Die italienischen Plattenmeister von Frontier Records scheinen derzeit einen Höhenflug zu erleben und sich zur AOR- bzw. Hard Rock-Hochburg zu mausern. Können die Napolitaner mit WHITESNAKE nicht nur einen hochkarätigen Zugang vermelden, nein, auch die BAD COMPANY-Frontlegende BRIAN HOWE, der seinerzeit Paul Rodgers am Mikro der Rock-Institution abgelöst hat, kann via Frontier Records sein zweites offizielles Soloalbum veröffentlichen. Der Mann, der auch schon für TED NUGENT Vocals eingesungen hat, liefert mit "Circus Bar" ein astreines AOR-Album ab, das man in dieser Form nur bedingt erwarten konnte.

Über 13 Jahre ist es bereits her, dass HOWE sein Solodebüt "Tangled In Blue" (später in "Touch" umbenannt) veröffentlicht hat und den damals eingeschlagenen Kurs setzt der Mann auch auf "Circus Bar" fort. Einziger Unterschied: Das Material wirkt noch um eine Spur radiotauglicher und auch die Produktion wurde an das fortgeschrittene Jahr 2010 angepasst. BRIAN HOWE hat sich auf Guatemala zurückgezogen, um die hier gebotenen Songs zu schreiben und sie später mit einigen Kollegen auf Konserve zu pressen. Wie gesagt, der geneigt FOREIGNER- und SURVIVOR-Fan, der mit massenkompatiblem Stadionrock und angepassten Balladen kein Problem hat, hat in "Circus Bar" mit Sicherheit eines der Highlights des heurigen Musikjahres gefunden.
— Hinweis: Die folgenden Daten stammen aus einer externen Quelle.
//! Alert lifecycle: create-if-not-duplicate, capped active set, dismiss and
//! read transitions.
//!
//! Invariants maintained after every ingestion:
//! - at most one active (`dismissed = 0`) alert per `sensor_type`
//! - at most `cap` active alerts; the oldest are auto-dismissed first
//!
//! Creation and eviction take a `&mut SqliteConnection` so the ingestion path
//! can run them inside the same transaction as the reading inserts. Alerts
//! are never deleted.

use std::collections::HashSet;

use chrono::{DateTime, Utc};
use sqlx::{SqliteConnection, SqlitePool};
use tracing::{info, warn};

use crate::models::{Alert, NewReading};
use crate::plant_health::{status_message, HealthStatus, PlantHealthConfig};

// ---

/// Default number of alerts allowed to stay active at once.
pub const DEFAULT_ACTIVE_CAP: u32 = 3;

/// Default page size of the alert history.
pub const DEFAULT_HISTORY_LIMIT: i64 = 50;

const SELECT_ALERT: &str = r#"
    SELECT id, timestamp, sensor_type, message, value, unit,
           dismissed, dismissed_at, auto_dismissed, read, plant_id
    FROM alerts
"#;

/// Flags applied together with a dismissal.
#[derive(Debug, Clone, Copy, Default, PartialEq, Eq)]
pub struct DismissOptions {
    pub auto_dismissed: bool,
    pub mark_as_read: bool,
}

/// Insert an alert for every dangerous reading whose sensor type has no
/// active alert yet. Returns the ids of the new alerts.
///
/// Active sensor types are read once up front and extended as alerts are
/// created, so a batch repeating a sensor type raises at most one alert.
pub async fn create_for_readings(
    conn: &mut SqliteConnection,
    readings: &[NewReading],
    plant_id: Option<i64>,
    health: &PlantHealthConfig,
    now: DateTime<Utc>,
) -> Result<Vec<i64>, sqlx::Error> {
    // ---
    let active: Vec<(String,)> =
        sqlx::query_as("SELECT DISTINCT sensor_type FROM alerts WHERE dismissed = 0")
            .fetch_all(&mut *conn)
            .await?;
    let mut active: HashSet<String> = active.into_iter().map(|(s,)| s).collect();

    let mut created = Vec::new();
    for reading in readings {
        if health.range(&reading.sensor_type).is_none() {
            continue;
        }
        let status = health.classify(&reading.sensor_type, reading.value);
        if status != HealthStatus::Dangerous || active.contains(&reading.sensor_type) {
            continue;
        }

        let message = status_message(status, &reading.sensor_type);
        let id = sqlx::query(
            r#"
            INSERT INTO alerts (timestamp, sensor_type, message, value, unit, plant_id)
            VALUES (?, ?, ?, ?, ?, ?)
            "#,
        )
        .bind(now)
        .bind(&reading.sensor_type)
        .bind(&message)
        .bind(reading.value)
        .bind(&reading.unit)
        .bind(plant_id)
        .execute(&mut *conn)
        .await?
        .last_insert_rowid();

        info!(
            alert_id = id,
            sensor_type = %reading.sensor_type,
            value = reading.value,
            "Created alert: {}",
            message
        );
        active.insert(reading.sensor_type.clone());
        created.push(id);
    }

    Ok(created)
}

/// Auto-dismiss the oldest active alerts until at most `cap` remain.
///
/// Eviction is FIFO by `timestamp`, ties broken by insertion order. Returns
/// the number of alerts dismissed.
pub async fn enforce_active_cap(
    conn: &mut SqliteConnection,
    cap: u32,
    now: DateTime<Utc>,
) -> Result<u64, sqlx::Error> {
    // ---
    let (count,): (i64,) = sqlx::query_as("SELECT COUNT(*) FROM alerts WHERE dismissed = 0")
        .fetch_one(&mut *conn)
        .await?;

    let excess = count - i64::from(cap);
    if excess <= 0 {
        return Ok(0);
    }

    let evicted = sqlx::query(
        r#"
        UPDATE alerts
        SET dismissed = 1, dismissed_at = ?, auto_dismissed = 1
        WHERE id IN (
            SELECT id FROM alerts
            WHERE dismissed = 0
            ORDER BY timestamp ASC, id ASC
            LIMIT ?
        )
        "#,
    )
    .bind(now)
    .bind(excess)
    .execute(&mut *conn)
    .await?
    .rows_affected();

    info!(evicted, cap, "Auto-dismissed oldest alerts");
    Ok(evicted)
}

/// Move an active alert to dismissed.
///
/// Returns `false` when the alert does not exist or is already dismissed; in
/// that case nothing is written and the original `dismissed_at` is kept.
pub async fn dismiss(
    pool: &SqlitePool,
    alert_id: i64,
    options: DismissOptions,
    now: DateTime<Utc>,
) -> Result<bool, sqlx::Error> {
    // ---
    let changed = sqlx::query(
        r#"
        UPDATE alerts
        SET dismissed = 1, dismissed_at = ?, auto_dismissed = ?, read = ?
        WHERE id = ? AND dismissed = 0
        "#,
    )
    .bind(now)
    .bind(options.auto_dismissed)
    .bind(options.mark_as_read)
    .bind(alert_id)
    .execute(pool)
    .await?
    .rows_affected();

    if changed == 0 {
        warn!(alert_id, "Alert not found or already dismissed");
        return Ok(false);
    }

    info!(
        alert_id,
        auto = options.auto_dismissed,
        read = options.mark_as_read,
        "Dismissed alert"
    );
    Ok(true)
}

/// Mark an alert read. Idempotent; returns `false` only for unknown ids.
pub async fn mark_read(pool: &SqlitePool, alert_id: i64) -> Result<bool, sqlx::Error> {
    // ---
    let changed = sqlx::query("UPDATE alerts SET read = 1 WHERE id = ?")
        .bind(alert_id)
        .execute(pool)
        .await?
        .rows_affected();
    Ok(changed > 0)
}

/// Active alerts, newest first.
pub async fn active(pool: &SqlitePool) -> Result<Vec<Alert>, sqlx::Error> {
    sqlx::query_as::<_, Alert>(&format!(
        "{SELECT_ALERT} WHERE dismissed = 0 ORDER BY timestamp DESC, id DESC"
    ))
    .fetch_all(pool)
    .await
}

/// Newest active alert, for the main notification banner.
pub async fn latest_active(pool: &SqlitePool) -> Result<Option<Alert>, sqlx::Error> {
    sqlx::query_as::<_, Alert>(&format!(
        "{SELECT_ALERT} WHERE dismissed = 0 ORDER BY timestamp DESC, id DESC LIMIT 1"
    ))
    .fetch_optional(pool)
    .await
}

/// All alerts, newest first.
pub async fn history(pool: &SqlitePool, limit: i64) -> Result<Vec<Alert>, sqlx::Error> {
    sqlx::query_as::<_, Alert>(&format!(
        "{SELECT_ALERT} ORDER BY timestamp DESC, id DESC LIMIT ?"
    ))
    .bind(limit)
    .fetch_all(pool)
    .await
}

/// Dismissed alerts not yet read.
pub async fn tray(pool: &SqlitePool) -> Result<Vec<Alert>, sqlx::Error> {
    sqlx::query_as::<_, Alert>(&format!(
        "{SELECT_ALERT} WHERE dismissed = 1 AND read = 0 ORDER BY timestamp DESC, id DESC"
    ))
    .fetch_all(pool)
    .await
}

/// Number of tray items, for the notification badge.
pub async fn unread_count(pool: &SqlitePool) -> Result<i64, sqlx::Error> {
    let (count,): (i64,) =
        sqlx::query_as("SELECT COUNT(*) FROM alerts WHERE dismissed = 1 AND read = 0")
            .fetch_one(pool)
            .await?;
    Ok(count)
}

/// Single alert by id.
pub async fn find(pool: &SqlitePool, alert_id: i64) -> Result<Option<Alert>, sqlx::Error> {
    sqlx::query_as::<_, Alert>(&format!("{SELECT_ALERT} WHERE id = ?"))
        .bind(alert_id)
        .fetch_optional(pool)
        .await
}
//! Sensor ingestion and read-side endpoints.

use std::collections::HashMap;

use axum::{
    body::Bytes,
    extract::{Extension, Path, Query, State},
    http::StatusCode,
    routing::{get, post},
    Json, Router,
};
use chrono::Utc;
use serde_json::{json, Map, Value};
use sqlx::SqlitePool;
use tracing::{debug, info};

use crate::error::{json_body, ApiError};
use crate::ingest::{self, SensorBatch};
use crate::models::{HistoryPoint, SensorReading};
use crate::notify::Notifier;
use crate::plant_health::{OverallHealth, PlantHealthConfig};
use crate::readings::{self, HistoryWindow, DEFAULT_SENSOR_HISTORY_LIMIT};
use crate::Config;

// ---

pub fn router() -> Router<(SqlitePool, Config)> {
    // ---
    Router::new()
        .route("/api/sensor-data", post(receive))
        .route("/api/latest-sensors", get(latest))
        .route("/api/sensor-history/{sensor_type}", get(history))
        .route("/api/health-summary", get(health_summary))
}

async fn receive(
    State((pool, config)): State<(SqlitePool, Config)>,
    Extension(notifier): Extension<Notifier>,
    body: Bytes,
) -> Result<(StatusCode, Json<Value>), ApiError> {
    // ---
    // An empty body is an empty batch
    let payload = match json_body::<Value>(&body)? {
        Value::Null => Value::Object(Map::new()),
        v => v,
    };
    let batch =
        SensorBatch::from_json(&payload).map_err(|e| ApiError::BadRequest(e.to_string()))?;

    let report = ingest::ingest(
        &pool,
        &batch,
        &PlantHealthConfig::default(),
        config.alert_active_cap,
        Utc::now(),
    )
    .await
    .map_err(ApiError::storage("Failed to save sensor data."))?;

    info!(
        "POST /api/sensor-data - stored {} readings, {} new alerts",
        report.stored,
        report.alerts_created.len()
    );
    notifier.dispatch(&pool, report.alerts_created);

    Ok((
        StatusCode::CREATED,
        Json(json!({ "message": "Sensor data received and saved successfully." })),
    ))
}

async fn latest(
    State((pool, _)): State<(SqlitePool, Config)>,
) -> Result<Json<Vec<SensorReading>>, ApiError> {
    // ---
    let rows = readings::latest_per_type(&pool)
        .await
        .map_err(ApiError::storage("Failed to fetch latest sensor data."))?;
    debug!("GET /api/latest-sensors - {} sensor types", rows.len());
    Ok(Json(rows))
}

async fn history(
    Path(sensor_type): Path<String>,
    Query(params): Query<HashMap<String, String>>,
    State((pool, _)): State<(SqlitePool, Config)>,
) -> Result<Json<Vec<HistoryPoint>>, ApiError> {
    // ---
    let mut window = HistoryWindow::parse(
        params.get("days").map(String::as_str),
        params.get("limit").map(String::as_str),
    );
    window.limit.get_or_insert(DEFAULT_SENSOR_HISTORY_LIMIT);

    let rows = readings::history(&pool, &sensor_type, window, Utc::now())
        .await
        .map_err(ApiError::storage(format!(
            "Failed to fetch history for {sensor_type}."
        )))?;
    Ok(Json(rows))
}

async fn health_summary(
    State((pool, _)): State<(SqlitePool, Config)>,
) -> Result<Json<OverallHealth>, ApiError> {
    // ---
    let latest = readings::latest_per_type(&pool)
        .await
        .map_err(ApiError::storage("Failed to fetch health summary."))?;
    Ok(Json(PlantHealthConfig::default().overall_health(&latest)))
}
//! Plant CRUD and per-plant sensor feed.

use std::collections::HashMap;

use axum::{
    body::Bytes,
    extract::{Path, Query, State},
    http::StatusCode,
    routing::get,
    Json, Router,
};
use chrono::Utc;
use serde_json::{json, Value};
use sqlx::SqlitePool;
use tracing::info;

use crate::error::{json_body, parse_id, ApiError};
use crate::models::{Plant, PlantInput, PlantReading, PlantSummary};
use crate::plants::{self, UpdateOutcome};
use crate::readings::{self, HistoryWindow};
use crate::Config;

// ---

const INVALID_PLANT_ID: &str = "Invalid plant ID.";
const PLANT_NOT_FOUND: &str = "Plant not found.";

pub fn router() -> Router<(SqlitePool, Config)> {
    // ---
    Router::new()
        .route("/api/plants", get(list).post(create))
        .route("/api/plants/{id}", get(show).put(update).delete(deactivate))
        .route("/api/plants/{id}/sensor-data", get(sensor_data))
}

/// Trimmed non-empty `name`, or a 400 with `message`.
pub(crate) fn required_name<'a>(name: Option<&'a str>, message: &str) -> Result<&'a str, ApiError> {
    name.map(str::trim)
        .filter(|n| !n.is_empty())
        .ok_or_else(|| ApiError::BadRequest(message.to_string()))
}

async fn list(
    State((pool, _)): State<(SqlitePool, Config)>,
) -> Result<Json<Vec<PlantSummary>>, ApiError> {
    // ---
    let rows = plants::list_active(&pool)
        .await
        .map_err(ApiError::storage("Failed to fetch plants."))?;
    Ok(Json(rows))
}

async fn show(
    Path(id): Path<String>,
    State((pool, _)): State<(SqlitePool, Config)>,
) -> Result<Json<Plant>, ApiError> {
    // ---
    let plant_id = parse_id(&id, INVALID_PLANT_ID)?;

    plants::find(&pool, plant_id)
        .await
        .map_err(ApiError::storage("Failed to fetch plant."))?
        .map(Json)
        .ok_or_else(|| ApiError::NotFound(PLANT_NOT_FOUND.to_string()))
}

async fn create(
    State((pool, _)): State<(SqlitePool, Config)>,
    body: Bytes,
) -> Result<(StatusCode, Json<Plant>), ApiError> {
    // ---
    let input: PlantInput = json_body(&body)?;
    let name = required_name(input.name.as_deref(), "Plant name is required.")?;

    let plant = plants::create(&pool, name, &input, Utc::now())
        .await
        .map_err(ApiError::storage("Failed to create plant."))?;
    Ok((StatusCode::CREATED, Json(plant)))
}

async fn update(
    Path(id): Path<String>,
    State((pool, _)): State<(SqlitePool, Config)>,
    body: Bytes,
) -> Result<Json<Plant>, ApiError> {
    // ---
    let plant_id = parse_id(&id, INVALID_PLANT_ID)?;
    let input: PlantInput = json_body(&body)?;
    let name = required_name(input.name.as_deref(), "Plant name is required.")?;

    let outcome = plants::update(&pool, plant_id, name, &input, Utc::now())
        .await
        .map_err(ApiError::storage("Failed to update plant."))?;

    match outcome {
        UpdateOutcome::Updated(plant) => Ok(Json(plant)),
        UpdateOutcome::NotFound => Err(ApiError::NotFound(PLANT_NOT_FOUND.to_string())),
        UpdateOutcome::UnknownStage(stage_id) => {
            info!("PUT /api/plants/{} - unknown stage {}", plant_id, stage_id);
            Err(ApiError::BadRequest("Unknown plant stage.".to_string()))
        }
    }
}

async fn deactivate(
    Path(id): Path<String>,
    State((pool, _)): State<(SqlitePool, Config)>,
) -> Result<Json<Value>, ApiError> {
    // ---
    let plant_id = parse_id(&id, INVALID_PLANT_ID)?;

    let found = plants::deactivate(&pool, plant_id, Utc::now())
        .await
        .map_err(ApiError::storage("Failed to deactivate plant."))?;
    if !found {
        return Err(ApiError::NotFound(PLANT_NOT_FOUND.to_string()));
    }

    Ok(Json(json!({ "message": "Plant deactivated successfully." })))
}

async fn sensor_data(
    Path(id): Path<String>,
    Query(params): Query<HashMap<String, String>>,
    State((pool, _)): State<(SqlitePool, Config)>,
) -> Result<Json<Vec<PlantReading>>, ApiError> {
    // ---
    let plant_id = parse_id(&id, INVALID_PLANT_ID)?;
    let sensor_type = params
        .get("sensorType")
        .map(String::as_str)
        .filter(|s| !s.is_empty());
    let window = HistoryWindow::parse(
        params.get("days").map(String::as_str),
        params.get("limit").map(String::as_str),
    );

    let rows = readings::for_plant(&pool, plant_id, sensor_type, window, Utc::now())
        .await
        .map_err(ApiError::storage("Failed to fetch plant sensor data."))?;
    Ok(Json(rows))
}
//! Plant health classification against static threshold bands.
//!
//! Every known sensor has an `ideal` band nested inside an `ok` band; a value
//! outside both is `dangerous`. Bounds are inclusive.

use std::collections::HashMap;

use serde::Serialize;

use crate::models::{SensorReading, SensorType};

// ---

/// Three-tier health classification of a sensor value.
#[derive(Debug, Clone, Copy, PartialEq, Eq, Serialize)]
#[serde(rename_all = "lowercase")]
pub enum HealthStatus {
    Ideal,
    Ok,
    Dangerous,
}

/// Inclusive `[min, max]` band.
#[derive(Debug, Clone, Copy, PartialEq)]
pub struct Band {
    pub min: f64,
    pub max: f64,
}

impl Band {
    pub const fn new(min: f64, max: f64) -> Self {
        Self { min, max }
    }

    pub fn contains(&self, value: f64) -> bool {
        value >= self.min && value <= self.max
    }
}

/// Bands configured for one sensor.
#[derive(Debug, Clone, Copy, PartialEq, Default)]
pub struct HealthRange {
    pub ideal: Option<Band>,
    pub ok: Option<Band>,
}

/// Health bands for a plant at a given stage.
#[derive(Debug, Clone)]
pub struct PlantHealthConfig {
    pub name: String,
    pub stage: String,
    pub ranges: HashMap<SensorType, HealthRange>,
}

impl Default for PlantHealthConfig {
    /// General houseplant in the vegetative stage.
    fn default() -> Self {
        // ---
        let ranges = HashMap::from([
            (
                SensorType::Temperature,
                HealthRange {
                    ideal: Some(Band::new(20.0, 26.0)),
                    ok: Some(Band::new(18.0, 30.0)),
                },
            ),
            (
                SensorType::Humidity,
                HealthRange {
                    ideal: Some(Band::new(50.0, 70.0)),
                    ok: Some(Band::new(40.0, 80.0)),
                },
            ),
            (
                SensorType::SoilMoisture,
                HealthRange {
                    ideal: Some(Band::new(40.0, 60.0)),
                    ok: Some(Band::new(30.0, 80.0)),
                },
            ),
            (
                SensorType::Illuminance,
                HealthRange {
                    ideal: Some(Band::new(200.0, 800.0)),
                    ok: Some(Band::new(100.0, 1000.0)),
                },
            ),
            (
                SensorType::Pressure,
                HealthRange {
                    ideal: Some(Band::new(1000.0, 1020.0)),
                    ok: Some(Band::new(980.0, 1040.0)),
                },
            ),
        ]);

        Self {
            name: "General Houseplant".to_string(),
            stage: "vegetative".to_string(),
            ranges,
        }
    }
}

impl PlantHealthConfig {
    /// Bands for `sensor_type`, or `None` for display-only sensors.
    pub fn range(&self, sensor_type: &str) -> Option<&HealthRange> {
        SensorType::from_key(sensor_type).and_then(|s| self.ranges.get(&s))
    }

    /// Classify `value` for `sensor_type`.
    ///
    /// Sensors without configured bands are always `Ideal`.
    pub fn classify(&self, sensor_type: &str, value: f64) -> HealthStatus {
        // ---
        let Some(range) = self.range(sensor_type) else {
            return HealthStatus::Ideal;
        };

        if range.ideal.is_some_and(|b| b.contains(value)) {
            return HealthStatus::Ideal;
        }
        if range.ok.is_some_and(|b| b.contains(value)) {
            return HealthStatus::Ok;
        }
        if range.ideal.is_none() && range.ok.is_none() {
            return HealthStatus::Ideal;
        }

        HealthStatus::Dangerous
    }

    /// Average dashboard score over the latest reading of each sensor.
    pub fn overall_health(&self, readings: &[SensorReading]) -> OverallHealth {
        // ---
        if readings.is_empty() {
            return OverallHealth {
                score: 0.0,
                status: "unknown",
                sensors: 0,
            };
        }

        let total: f64 = readings
            .iter()
            .map(|r| match self.classify(&r.sensor_type, r.value) {
                HealthStatus::Ideal => 100.0,
                HealthStatus::Ok => 60.0,
                HealthStatus::Dangerous => 20.0,
            })
            .sum();
        let score = total / readings.len() as f64;

        let status = if score >= 80.0 {
            "excellent"
        } else if score >= 60.0 {
            "good"
        } else if score >= 40.0 {
            "fair"
        } else {
            "poor"
        };

        OverallHealth {
            score,
            status,
            sensors: readings.len(),
        }
    }
}

/// Response body of `/api/health-summary`.
#[derive(Debug, Clone, PartialEq, Serialize)]
pub struct OverallHealth {
    pub score: f64,
    pub status: &'static str,
    pub sensors: usize,
}

/// Human readable sensor name: first `_` becomes a space, words capitalised.
pub fn display_name(sensor_type: &str) -> String {
    // ---
    let spaced = sensor_type.replacen('_', " ", 1);
    let mut out = String::with_capacity(spaced.len());
    let mut at_word_start = true;

    for ch in spaced.chars() {
        if at_word_start && ch.is_alphanumeric() {
            out.extend(ch.to_uppercase());
        } else {
            out.push(ch);
        }
        at_word_start = !(ch.is_alphanumeric() || ch == '_');
    }
    out
}

/// Status line shown in alerts and on the dashboard.
pub fn status_message(status: HealthStatus, sensor_type: &str) -> String {
    let name = display_name(sensor_type);
    match status {
        HealthStatus::Ideal => format!("{name} is in the ideal range"),
        HealthStatus::Ok => format!("{name} is acceptable but could be better"),
        HealthStatus::Dangerous => {
            format!("{name} is in a dangerous range! Immediate attention needed")
        }
    }
}

#[cfg(test)]
mod tests {
    // ---
    use super::*;
    use chrono::Utc;

    fn reading(sensor_type: &str, value: f64) -> SensorReading {
        SensorReading {
            id: 0,
            timestamp: Utc::now(),
            sensor_type: sensor_type.to_string(),
            value,
            unit: String::new(),
            plant_id: None,
        }
    }

    #[test]
    fn test_temperature_bands() {
        // ---
        let cfg = PlantHealthConfig::default();
        assert_eq!(cfg.classify("temperature", 22.0), HealthStatus::Ideal);
        assert_eq!(cfg.classify("temperature", 29.0), HealthStatus::Ok);
        assert_eq!(cfg.classify("temperature", 35.5), HealthStatus::Dangerous);
        assert_eq!(cfg.classify("temperature", 17.9), HealthStatus::Dangerous);

        // Edges are inclusive
        assert_eq!(cfg.classify("temperature", 20.0), HealthStatus::Ideal);
        assert_eq!(cfg.classify("temperature", 30.0), HealthStatus::Ok);
        assert_eq!(cfg.classify("temperature", 18.0), HealthStatus::Ok);
    }

    #[test]
    fn test_extreme_payload_is_all_dangerous() {
        // ---
        let cfg = PlantHealthConfig::default();
        assert_eq!(cfg.classify("humidity", 90.0), HealthStatus::Dangerous);
        assert_eq!(cfg.classify("soil_moisture", 20.0), HealthStatus::Dangerous);
        assert_eq!(cfg.classify("illuminance", 50.0), HealthStatus::Dangerous);
        assert_eq!(cfg.classify("pressure", 950.0), HealthStatus::Dangerous);
    }

    #[test]
    fn test_unknown_sensor_is_ideal() {
        // ---
        let cfg = PlantHealthConfig::default();
        assert_eq!(cfg.classify("light", -1000.0), HealthStatus::Ideal);
    }

    #[test]
    fn test_sensor_without_bands_is_ideal() {
        // ---
        let mut cfg = PlantHealthConfig::default();
        cfg.ranges.insert(SensorType::Pressure, HealthRange::default());
        assert_eq!(cfg.classify("pressure", 1.0), HealthStatus::Ideal);
    }

    #[test]
    fn test_status_messages() {
        // ---
        assert_eq!(display_name("soil_moisture"), "Soil Moisture");
        assert_eq!(display_name("temperature"), "Temperature");
        assert_eq!(
            status_message(HealthStatus::Dangerous, "temperature"),
            "Temperature is in a dangerous range! Immediate attention needed"
        );
        assert_eq!(
            status_message(HealthStatus::Ok, "soil_moisture"),
            "Soil Moisture is acceptable but could be better"
        );
        assert!(status_message(HealthStatus::Ideal, "humidity").ends_with("ideal range"));
    }

    #[test]
    fn test_overall_health() {
        // ---
        let cfg = PlantHealthConfig::default();

        let empty = cfg.overall_health(&[]);
        assert_eq!(empty.status, "unknown");
        assert_eq!(empty.score, 0.0);

        // 100 + 60 + 20 = 180 / 3 = 60 -> good
        let mixed = cfg.overall_health(&[
            reading("temperature", 22.0),
            reading("humidity", 45.0),
            reading("pressure", 900.0),
        ]);
        assert_eq!(mixed.score, 60.0);
        assert_eq!(mixed.status, "good");
        assert_eq!(mixed.sensors, 3);

        let poor = cfg.overall_health(&[reading("temperature", 40.0)]);
        assert_eq!(poor.status, "poor");
    }
}
//! JSON error responses shared by all route handlers.

use axum::{
    http::StatusCode,
    response::{IntoResponse, Response},
    Json,
};
use serde::de::DeserializeOwned;
use serde_json::json;
use thiserror::Error;
use tracing::error;

// ---

#[derive(Debug, Error)]
pub enum ApiError {
    #[error("{0}")]
    BadRequest(String),

    #[error("{0}")]
    NotFound(String),

    #[error("{message}")]
    Storage {
        message: String,
        #[source]
        source: sqlx::Error,
    },
}

impl ApiError {
    /// Adapter for `map_err` that wraps a database error with a client-facing message.
    pub fn storage(message: impl Into<String>) -> impl FnOnce(sqlx::Error) -> ApiError {
        let message = message.into();
        move |source| ApiError::Storage { message, source }
    }
}

impl IntoResponse for ApiError {
    fn into_response(self) -> Response {
        // ---
        match self {
            ApiError::BadRequest(message) => {
                (StatusCode::BAD_REQUEST, Json(json!({ "message": message }))).into_response()
            }
            ApiError::NotFound(message) => {
                (StatusCode::NOT_FOUND, Json(json!({ "message": message }))).into_response()
            }
            ApiError::Storage { message, source } => {
                error!("{}: {}", message, source);
                (
                    StatusCode::INTERNAL_SERVER_ERROR,
                    Json(json!({ "message": message, "error": source.to_string() })),
                )
                    .into_response()
            }
        }
    }
}

/// Parse a numeric path id; anything else is a 400 with `message`.
pub fn parse_id(raw: &str, message: &str) -> Result<i64, ApiError> {
    raw.trim()
        .parse::<i64>()
        .map_err(|_| ApiError::BadRequest(message.to_string()))
}

/// Decode a JSON request body regardless of `Content-Type`.
///
/// An empty body yields `T::default()`; malformed JSON is a 400 with the
/// usual `{message}` shape.
pub fn json_body<T: DeserializeOwned + Default>(body: &[u8]) -> Result<T, ApiError> {
    // ---
    if body.iter().all(u8::is_ascii_whitespace) {
        return Ok(T::default());
    }
    serde_json::from_slice(body)
        .map_err(|e| ApiError::BadRequest(format!("Invalid request body: {e}")))
}

#[cfg(test)]
mod tests {
    // ---
    use super::*;

    #[test]
    fn test_parse_id() {
        // ---
        assert_eq!(parse_id("42", "bad").unwrap(), 42);
        assert!(matches!(parse_id("abc", "bad"), Err(ApiError::BadRequest(m)) if m == "bad"));
        assert!(parse_id("1.5", "bad").is_err());
        assert!(parse_id("", "bad").is_err());
    }

    #[test]
    fn test_status_codes() {
        // ---
        let resp = ApiError::NotFound("gone".into()).into_response();
        assert_eq!(resp.status(), StatusCode::NOT_FOUND);

        let resp = ApiError::storage("Failed to fetch alerts.")(sqlx::Error::RowNotFound)
            .into_response();
        assert_eq!(resp.status(), StatusCode::INTERNAL_SERVER_ERROR);
    }

    #[test]
    fn test_json_body() {
        // ---
        let empty: serde_json::Value = json_body(b"  ").unwrap();
        assert!(empty.is_null());

        let map: serde_json::Map<String, serde_json::Value> =
            json_body(br#"{"temperature": 21.5}"#).unwrap();
        assert_eq!(map["temperature"], 21.5);

        let err = json_body::<serde_json::Value>(b"{\"name\": ").unwrap_err();
        assert!(matches!(err, ApiError::BadRequest(m) if m.starts_with("Invalid request body")));
    }
}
BRIAN HOWE spielt sich durch 14 Titel, wovon zwei Songs ("Holy Water" und "How 'Bout That") Neuaufnahmen alter BAD COMPANY-Klassiker darstellen. Stilistisch hält er sich dabei im gemäßigten AOR-Bereich auf. Will heißen, dass die Songs eingängiger nicht sein könnten, die Refrains sofort ins Ohr gehen und die spärlich eingesetzten Gitarrenpassagen für genügend Stimmung sorgen können. "Circus Bar" klingt wie eine gute Mischung aus BON JOVI, BRYAN ADAMS und den Label-Kollegen von GIANT, die auch gerade für ein neues Album sorgten. Alles in allem klingt BRIAN HOWE stimmlich wie eh und je (soll heißen sehr gut!), in punkto Songwriting orientiert sich "Circus Bar" aber zu sehr an aktuellen Rock-Sellern wie DAUGHTRY. Auch wenn das wahrscheinlich nicht wirklich gewollt war, hätte etwas mehr AOR-Nostalgie dem gesamten Material mit Sicherheit gut getan. Übrig bleibt ein gutes, an alte Zeiten erinnerndes, perfekt eingesungenes, aber leider überhaupt nicht zwingendes Album. Für Fans zwar unumgänglich, alle anderen sollten lieber zuvor mal ein Ohr riskieren!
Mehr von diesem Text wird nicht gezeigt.